The current 9-month school calendar emerged when 85 percent of Americans were involved in agriculture. Today, only about 3 percent of Americans' livelihoods are tied to the agricultural cycle, and air-conditioning makes it possible for schools to provide comfortable learning environments year-round. Noting the National Education Commission on Time and Learning report, which reflected a growing concern about the impact of a long summer break on at-risk students, this Digest examines loss of learning over summer and offers suggestions for addressing the problem. The digest first examines concerns raised by long summer vacations: children learn best when instruction is continuous; the long break affects special needs students, such as those learning English as a second language or those with disabilities; and equity concerns, as higher SES students often return from summer break with considerable educational advantage. The Digest next summarizes research into summer learning loss. Meta-analyses are cited, which found that summer learning loss equaled at least one month of instruction as measured by grade level equivalents on standardized test scores, that summer loss was more pronounced for math facts and spelling--both factual/procedural rather than conceptual learning; and that individual differences among students may also play a role. Finally, the Digest details three approaches to preventing summer learning loss: extended school year, summer school, and a modified calendar that replaces the long summer break with shorter cycles of attendance and breaks. (Contains 15 references.) (HTH)

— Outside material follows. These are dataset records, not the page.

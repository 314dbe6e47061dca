use crate::Cli;
use anyhow::{Context, Result};
use greenaudit_core::{files, AuditBuilder};
use greenaudit_schemas::{
    consumption::ConsumptionInputs,
    factors::{EmissionFactors, ImpactThresholds},
    profile::CompanyProfile,
};
use log::{debug, info};
use std::path::PathBuf;

/// Inputs for one audit after merging CLI flags, files and defaults.
///
/// A CLI flag wins over the request file, which wins over the built-in
/// default.
#[derive(Debug, Clone, PartialEq)]
pub struct AuditSettings {
    pub profile: CompanyProfile,
    pub consumption: ConsumptionInputs,
    pub factors: EmissionFactors,
    pub thresholds: ImpactThresholds,
    pub csv_log: Option<PathBuf>,
}

impl AuditSettings {
    pub fn resolve(cli: &Cli) -> Result<Self> {
        let (mut profile, mut consumption) = match &cli.request {
            Some(path) => {
                info!("Loading request from '{}'", path.display());
                let request = files::load_request(path)
                    .with_context(|| format!("Failed to load request {}", path.display()))?;
                (request.profile, request.consumption)
            }
            None => (CompanyProfile::default(), ConsumptionInputs::default()),
        };

        let (factors, thresholds) = match &cli.factors {
            Some(path) => {
                info!("Loading factor set from '{}'", path.display());
                let set = files::load_factor_set(path)
                    .with_context(|| format!("Failed to load factor set {}", path.display()))?;
                (set.factors, set.thresholds)
            }
            None => (EmissionFactors::default(), ImpactThresholds::default()),
        };

        if let Some(name) = &cli.company {
            profile.company_name = name.clone();
        }
        if let Some(industry) = cli.industry {
            profile.industry = industry;
        }
        if let Some(diesel) = cli.diesel {
            consumption.diesel_liters = diesel;
        }
        if let Some(gas) = cli.gas {
            consumption.natural_gas_cubic_meters = gas;
        }
        if let Some(electricity) = cli.electricity {
            consumption.electricity_kwh = electricity;
        }
        debug!("Resolved consumption: {:?}", consumption);

        Ok(Self {
            profile,
            consumption,
            factors,
            thresholds,
            csv_log: cli.csv_log.clone(),
        })
    }

    pub fn to_builder(&self) -> AuditBuilder {
        let builder = AuditBuilder::new()
            .with_profile(self.profile.clone())
            .with_consumption(self.consumption)
            .with_factors(self.factors.clone())
            .with_thresholds(self.thresholds);
        match &self.csv_log {
            Some(path) => builder.with_csv_log(&path.to_string_lossy()),
            None => builder,
        }
    }
}

/// Clap value parser for consumption flags.
pub fn parse_non_negative(s: &str) -> Result<f64, String> {
    let value: f64 = s
        .trim()
        .parse()
        .map_err(|_| format!("'{}' is not a number", s))?;
    if !value.is_finite() || value < 0.0 {
        return Err(format!("'{}' must be a finite, non-negative number", s));
    }
    // Folds "-0" into +0.0.
    Ok(value + 0.0)
}

pub fn default_output_dir(company_name: &str) -> PathBuf {
    let slug: String = company_name
        .chars()
        .map(|c| if c.is_ascii_alphanumeric() { c } else { '_' })
        .collect();
    PathBuf::from(format!(
        "./data/runs/{}_{}",
        slug,
        chrono::Utc::now().format("%Y%m%d_%H%M%S")
    ))
}

#[cfg(test)]
mod tests {
    use super::*;
    use clap::Parser;
    use greenaudit_schemas::profile::IndustrySector;

    #[test]
    fn test_defaults_without_flags() {
        let cli = Cli::parse_from(["greenaudit"]);
        let settings = AuditSettings::resolve(&cli).unwrap();
        assert_eq!(settings.consumption, ConsumptionInputs::default());
        assert_eq!(settings.profile, CompanyProfile::default());
        assert_eq!(settings.thresholds, ImpactThresholds::default());
    }

    #[test]
    fn test_flags_override_defaults() {
        let cli = Cli::parse_from([
            "greenaudit",
            "--diesel",
            "0",
            "--electricity",
            "100.5",
            "--company",
            "Harbour Goods",
            "--industry",
            "retail",
        ]);
        let settings = AuditSettings::resolve(&cli).unwrap();
        assert_eq!(settings.consumption.diesel_liters, 0.0);
        assert_eq!(settings.consumption.natural_gas_cubic_meters, 500.0);
        assert_eq!(settings.consumption.electricity_kwh, 100.5);
        assert_eq!(settings.profile.company_name, "Harbour Goods");
        assert_eq!(settings.profile.industry, IndustrySector::Retail);
    }

    #[test]
    fn test_flag_overrides_request_file() {
        let path = std::env::temp_dir().join(format!("greenaudit_{}_cli_request.yaml", std::process::id()));
        std::fs::write(
            &path,
            "schema_version: \"1.0\"\nconsumption:\n  diesel_liters: 10.0\n  natural_gas_cubic_meters: 20.0\n  electricity_kwh: 30.0\n",
        )
        .unwrap();
        let path_str = path.to_string_lossy().into_owned();
        let cli = Cli::parse_from(["greenaudit", "--request", path_str.as_str(), "--gas", "99"]);
        let settings = AuditSettings::resolve(&cli).unwrap();
        assert_eq!(settings.consumption, ConsumptionInputs::new(10.0, 99.0, 30.0));
        let _ = std::fs::remove_file(&path);
    }

    #[test]
    fn test_negative_flag_is_rejected() {
        assert!(Cli::try_parse_from(["greenaudit", "--diesel", "-5"]).is_err());
        assert!(Cli::try_parse_from(["greenaudit", "--gas", "lots"]).is_err());
        assert!(Cli::try_parse_from(["greenaudit", "--industry", "Mining"]).is_err());
    }

    #[test]
    fn test_parse_non_negative() {
        assert_eq!(parse_non_negative("0"), Ok(0.0));
        assert_eq!(parse_non_negative(" 12.5 "), Ok(12.5));
        assert!(parse_non_negative("-0.1").is_err());
        let zero = parse_non_negative("-0").unwrap();
        assert_eq!(zero, 0.0);
        assert!(zero.is_sign_positive());
        assert!(parse_non_negative("NaN").is_err());
        assert!(parse_non_negative("inf").is_err());
    }

    #[test]
    fn test_default_output_dir_is_sanitized() {
        let dir = default_output_dir("Maple Leaf Logistics");
        let name = dir.file_name().unwrap().to_string_lossy().into_owned();
        assert!(name.starts_with("Maple_Leaf_Logistics_"));
    }
}
//! Emissions calculation and impact classification for GreenAudit.
//!
//! Everything in this crate except [`logger`] and [`files`] is pure: the same
//! inputs always produce the same outputs and nothing is cached.

pub mod audit;
pub mod calculator;
pub mod chart;
pub mod classifier;
pub mod error;
pub mod files;
pub mod logger;

pub use audit::{Audit, AuditBuilder, AuditReport};
pub use calculator::EmissionBreakdown;
pub use error::GreenAuditError;
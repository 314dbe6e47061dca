//! Loading of request and factor-set YAML files.

use crate::error::GreenAuditError;
use greenaudit_schemas::file_formats::{
    AuditRequestFile, FactorSetFile, SUPPORTED_SCHEMA_VERSION,
};
use log::debug;
use std::{fs, path::Path};

pub fn load_request<P: AsRef<Path>>(path: P) -> Result<AuditRequestFile, GreenAuditError> {
    let path = path.as_ref();
    let file: AuditRequestFile = load_yaml_file(path)?;
    check_schema_version(path, &file.schema_version)?;
    Ok(file)
}

pub fn load_factor_set<P: AsRef<Path>>(path: P) -> Result<FactorSetFile, GreenAuditError> {
    let path = path.as_ref();
    let file: FactorSetFile = load_yaml_file(path)?;
    check_schema_version(path, &file.schema_version)?;
    Ok(file)
}

fn load_yaml_file<F>(path: &Path) -> Result<F, GreenAuditError>
where
    F: for<'de> serde::Deserialize<'de>,
{
    let display = path.display().to_string();
    debug!("Reading YAML from '{}'", display);
    let content =
        fs::read_to_string(path).map_err(|e| GreenAuditError::FileIO(display.clone(), e))?;
    serde_yaml::from_str(&content).map_err(|e| GreenAuditError::YamlParsing(display, e))
}

fn check_schema_version(path: &Path, found: &str) -> Result<(), GreenAuditError> {
    if found != SUPPORTED_SCHEMA_VERSION {
        return Err(GreenAuditError::UnsupportedSchemaVersion {
            path: path.display().to_string(),
            found: found.to_string(),
            expected: SUPPORTED_SCHEMA_VERSION.to_string(),
        });
    }
    Ok(())
}
use thiserror::Error;

#[derive(Debug, Error)]
pub enum GreenAuditError {
    #[error("Invalid input: '{field}' must be a finite, non-negative number (got {value})")]
    InvalidInput { field: String, value: f64 },

    #[error("Invalid emission factor '{name}': must be a finite, non-negative number (got {value})")]
    InvalidFactor { name: String, value: f64 },

    #[error("Invalid impact thresholds: {0}")]
    InvalidThresholds(String),

    #[error("Unsupported schema version '{found}' in '{path}' (expected '{expected}')")]
    UnsupportedSchemaVersion {
        path: String,
        found: String,
        expected: String,
    },

    #[error("I/O error for file '{0}': {1}")]
    FileIO(String, #[source] std::io::Error),

    #[error("Failed to parse YAML from '{0}': {1}")]
    YamlParsing(String, #[source] serde_yaml::Error),

    #[error("Failed to serialize JSON: {0}")]
    JsonSerialization(#[from] serde_json::Error),

    #[error("Failed to write CSV file '{0}': {1}")]
    CsvError(String, #[source] csv::Error),
}
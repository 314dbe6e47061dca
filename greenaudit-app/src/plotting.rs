//! PNG rendering of the emissions-by-source bar chart.

use anyhow::Result;
use greenaudit_core::{
    chart::{CATEGORY_AXIS_TITLE, VALUE_AXIS_TITLE},
    AuditReport,
};
use plotters::prelude::*;
use std::path::{Path, PathBuf};

const BAR_COLOR: RGBColor = RGBColor(46, 125, 50);

/// Draws one bar per emission source and returns the path of the image.
pub fn plot_emissions_by_source(output_dir: &Path, report: &AuditReport) -> Result<PathBuf> {
    let path = output_dir.join("emissions_chart.png");
    let root = BitMapBackend::new(&path, (1024, 768)).into_drawing_area();
    root.fill(&WHITE)?;

    let bars = &report.chart;
    let max_value = bars.iter().map(|b| b.value_kg_co2e).fold(0.0, f64::max);
    // An all-zero audit still needs a non-empty axis.
    let y_max = if max_value > 0.0 { max_value * 1.1 } else { 1.0 };
    let labels: Vec<&str> = bars.iter().map(|b| b.label).collect();

    let mut chart = ChartBuilder::on(&root)
        .caption(
            format!("Emissions by Source: {}", report.profile.company_name),
            ("sans-serif", 40).into_font(),
        )
        .margin(20)
        .x_label_area_size(40)
        .y_label_area_size(70)
        .build_cartesian_2d((0u32..bars.len() as u32).into_segmented(), 0f64..y_max)?;

    chart
        .configure_mesh()
        .disable_x_mesh()
        .x_labels(bars.len())
        .x_label_formatter(&|v: &SegmentValue<u32>| match v {
            SegmentValue::CenterOf(i) => labels.get(*i as usize).map_or(String::new(), |l| l.to_string()),
            _ => String::new(),
        })
        .x_desc(CATEGORY_AXIS_TITLE)
        .y_desc(VALUE_AXIS_TITLE)
        .draw()?;

    chart.draw_series(
        Histogram::vertical(&chart)
            .style(BAR_COLOR.filled())
            .margin(60)
            .data(bars.iter().enumerate().map(|(i, b)| (i as u32, b.value_kg_co2e))),
    )?;

    root.present()?;
    Ok(path.clone())
}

Descriptors: Academic Achievement, Change Strategies, Elementary School Students, Performance Factors, Retention (Psychology), School Schedules, Secondary School Students, Student Improvement
ERIC Clearinghouse on Elementary and Early Childhood Education, Children's Research Center, University of Illinois, 51 Gerty Drive, Champaign, IL 61820-7469. Tel: 800-583-4135 (Toll Free); Tel: 217-333-1386; Fax: 217-333-3767; e-mail: firstname.lastname@example.org; Web site: http://ericeece.org. For full text: http://ericeece.org/pubs/digests2003/cooper03.pdf.
Publication Type: ERIC Publications; ERIC Digests in Full Text
Education Level: N/A
Sponsor: Department of Education, Washington, DC.
Authoring Institution: ERIC Clearinghouse on Elementary and Early Childhood Education, Champaign, IL.